The Government Fails to Listen to the Public on Water
We may pay for the whole of the water industry, but we have no say in
- what we get for our money,
- the future of the water sector,
and no mechanism to make sure we have enough water in the future as we face climate change and increasing industry and population demand.
Even after the elections last week, where the public expressed how fed up we are with being left out, ignored, and patronised; we are still facing a government Clean Water Bill that ignores public opinion and shackles us to privatised water, lets failing companies off the hook with the promise of suspended fines whilst they ‘recover’ their finances, does not enforce existing laws to stop illegal pollution and where it does find water companies criminally guilty lets them get away with paltry fines, and donations to charities.
Given the shocking state of the water industry and the lack of national strategy in the face of real challenges to our water security – we need real decisions, and a water bill that will conserve and protect water now and for the future. That means the government must listen to the public and the vast number of MPs now speaking up and properly investigate Public Ownership to see if a modern bespoke public ownership model can pave the way out of the current disaster, where the only known predictable trajectory is higher bills, higher debt payments to overseas owners, more people in water poverty, little progress on pollution and no plan to make sure we have a resilient water system.
Whilst the People’s Commission on the Water Sector found that the fundamental cause of the crisis in the water sector was the failure of privatisation, further exposed in Dirty Business, the government refuses to countenance even investigating the cost/benefits of other models including public ownership.
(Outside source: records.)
// SPDX-License-Identifier: BUSL-1.1
// Copyright (c) 2026 Alfred Jean LLC

//! The materialized job store and FIFO queue facade (spec §4.3), built the
//! same way the donor builds its effect-sourced state: every mutation
//! appends an [`Event`] to the WAL and immediately replays it into the
//! in-memory [`MaterializedState`] before returning, so callers always see
//! their own write.

use chrono::{DateTime, Utc};
use oj_core::{CorrelationId, Job, JobId, JobKind};
use parking_lot::Mutex;
use serde_json::Value as Json;
use std::path::Path;

use crate::error::{StorageError, StorageResult};
use crate::state::{MaterializedState, QueueItem, QueueItemStatus};
use crate::wal::Wal;
use crate::Event;

struct Inner {
    wal: Wal,
    state: MaterializedState,
}

pub struct JobStore {
    inner: Mutex<Inner>,
}

impl JobStore {
    /// Opens the store's WAL at `wal_path`, replaying every entry into a
    /// fresh `MaterializedState` before returning.
    pub fn open(wal_path: impl AsRef<Path>) -> StorageResult<Self> {
        let mut wal = Wal::open(wal_path, 0)?;
        let mut state = MaterializedState::default();
        while let Some(entry) = wal.next_unprocessed()? {
            state.apply_event(&entry.event);
            wal.mark_processed(entry.seq);
        }
        Ok(Self {
            inner: Mutex::new(Inner { wal, state }),
        })
    }

    fn append_and_apply(&self, event: Event) -> StorageResult<()> {
        let mut inner = self.inner.lock();
        let seq = inner.wal.append(&event)?;
        inner.state.apply_event(&event);
        inner.wal.mark_processed(seq);
        if inner.wal.needs_flush() {
            inner.wal.flush()?;
        }
        Ok(())
    }

    pub fn flush(&self) -> StorageResult<()> {
        self.inner.lock().wal.flush()
    }

    // ---- jobs ----

    pub fn create_job(
        &self,
        kind: JobKind,
        correlation_id: CorrelationId,
        config: Json,
        now: DateTime<Utc>,
    ) -> StorageResult<Job> {
        let mut inner = self.inner.lock();
        let job = Job::new(kind, correlation_id.clone(), config.clone(), now);
        let event = Event::JobCreated {
            job_id: job.id,
            kind,
            correlation_id,
            config,
            created_at: now,
        };
        let seq = inner.wal.append(&event)?;
        inner.state.apply_event(&event);
        inner.wal.mark_processed(seq);
        Ok(job)
    }

    pub fn get_job(&self, job_id: &str) -> Option<Job> {
        self.inner.lock().state.jobs.get(job_id).cloned()
    }

    pub fn list_jobs(&self) -> Vec<Job> {
        self.inner.lock().state.jobs.values().cloned().collect()
    }

    pub fn start_job(&self, job_id: JobId, now: DateTime<Utc>) -> StorageResult<()> {
        self.append_and_apply(Event::JobStarted {
            job_id,
            started_at: now,
        })
    }

    pub fn record_progress(
        &self,
        job_id: JobId,
        progress_pct: f64,
        current_step: u64,
        total_steps: u64,
    ) -> StorageResult<()> {
        self.append_and_apply(Event::JobProgressRecorded {
            job_id,
            progress_pct,
            current_step,
            total_steps,
        })
    }

    pub fn complete_job(
        &self,
        job_id: JobId,
        artifact_path: Option<String>,
        now: DateTime<Utc>,
    ) -> StorageResult<()> {
        self.append_and_apply(Event::JobCompleted {
            job_id,
            artifact_path,
            ended_at: now,
        })
    }

    pub fn fail_job(
        &self,
        job_id: JobId,
        error_type: impl Into<String>,
        error_message: impl Into<String>,
        now: DateTime<Utc>,
    ) -> StorageResult<()> {
        self.append_and_apply(Event::JobFailed {
            job_id,
            error_type: error_type.into(),
            error_message: error_message.into(),
            ended_at: now,
        })
    }

    pub fn cancel_job(&self, job_id: JobId, now: DateTime<Utc>) -> StorageResult<()> {
        self.append_and_apply(Event::JobCancelled {
            job_id,
            ended_at: now,
        })
    }

    /// Requeues a failed job for a retryable-error retry. Returns an error
    /// if the job isn't currently `Failed`.
    pub fn retry_job(&self, job_id: JobId) -> StorageResult<()> {
        let retry_count = {
            let inner = self.inner.lock();
            let job = inner
                .state
                .jobs
                .get(job_id.as_str())
                .ok_or_else(|| StorageError::JobNotFound(job_id.to_string()))?;
            if job.status != oj_core::JobStatus::Failed {
                return Err(StorageError::AlreadyTerminal {
                    job_id: job_id.to_string(),
                    action: "retry (job is not in Failed status)",
                });
            }
            job.retry_count + 1
        };
        self.append_and_apply(Event::JobRetried {
            job_id,
            retry_count,
        })
    }

    // ---- queue ----

    pub fn enqueue(
        &self,
        job_id: JobId,
        correlation_id: CorrelationId,
        now: DateTime<Utc>,
    ) -> StorageResult<String> {
        let item_id = format!("q-{}", job_id.as_str());
        self.append_and_apply(Event::QueuePushed {
            item_id: item_id.clone(),
            job_id,
            correlation_id,
            enqueued_at: now,
        })?;
        Ok(item_id)
    }

    /// Leases the oldest pending item, if any, marking it `Leased`.
    pub fn lease_next(&self, now: DateTime<Utc>) -> StorageResult<Option<QueueItem>> {
        let candidate = {
            let inner = self.inner.lock();
            inner
                .state
                .queue
                .iter()
                .find(|i| i.status == QueueItemStatus::Pending)
                .map(|i| i.id.clone())
        };
        let Some(item_id) = candidate else {
            return Ok(None);
        };
        self.append_and_apply(Event::QueueLeased {
            item_id: item_id.clone(),
            leased_at: now,
        })?;
        Ok(self
            .inner
            .lock()
            .state
            .queue
            .iter()
            .find(|i| i.id == item_id)
            .cloned())
    }

    pub fn ack(&self, item_id: impl Into<String>) -> StorageResult<()> {
        self.append_and_apply(Event::QueueAcked {
            item_id: item_id.into(),
        })
    }

    pub fn nack(&self, item_id: impl Into<String>) -> StorageResult<()> {
        self.append_and_apply(Event::QueueNacked {
            item_id: item_id.into(),
        })
    }

    pub fn dead_letter(&self, item_id: impl Into<String>) -> StorageResult<()> {
        self.append_and_apply(Event::QueueDead {
            item_id: item_id.into(),
        })
    }

    /// Items leased longer ago than `visibility_timeout`, for the
    /// redelivery sweep (spec §4.3: a crashed worker leaves the envelope
    /// visible for redelivery after the timeout).
    pub fn expired_leases(
        &self,
        now: DateTime<Utc>,
        visibility_timeout: chrono::Duration,
    ) -> Vec<QueueItem> {
        self.inner
            .lock()
            .state
            .queue
            .iter()
            .filter(|i| {
                i.status == QueueItemStatus::Leased
                    && i.leased_at
                        .map(|leased_at| now - leased_at >= visibility_timeout)
                        .unwrap_or(false)
            })
            .cloned()
            .collect()
    }
}

#[cfg(test)]
#[path = "job_store_tests.rs"]
mod tests;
It digs its heals in on spurious and discredited claims that public ownership of water is too expensive whilst at the same time DEFRA has said it hasn’t even looked at the costs, whilst the People’s Commission has reported that water is cleaner, cheaper and fairer in public ownerships across the world.
Meanwhile across the country campaign groups valiantly apply for Bathing Status as the only real route to getting our rivers cleaned up, using the status to secure weekly testing, signposts to warn people paddling playing and swimming that the water is polluted, and holding regulators and agencies to account to meet the criteria of no more than 10 untreated sewage discharges in a year. This gets us nationally on average 12 new stretches of river of no more than 1 mile at a time, which will at sometime in the future be fit for people to paddle in under current regulations, most of which ignore the massive array of chemicals now being discharged into our river unmonitored.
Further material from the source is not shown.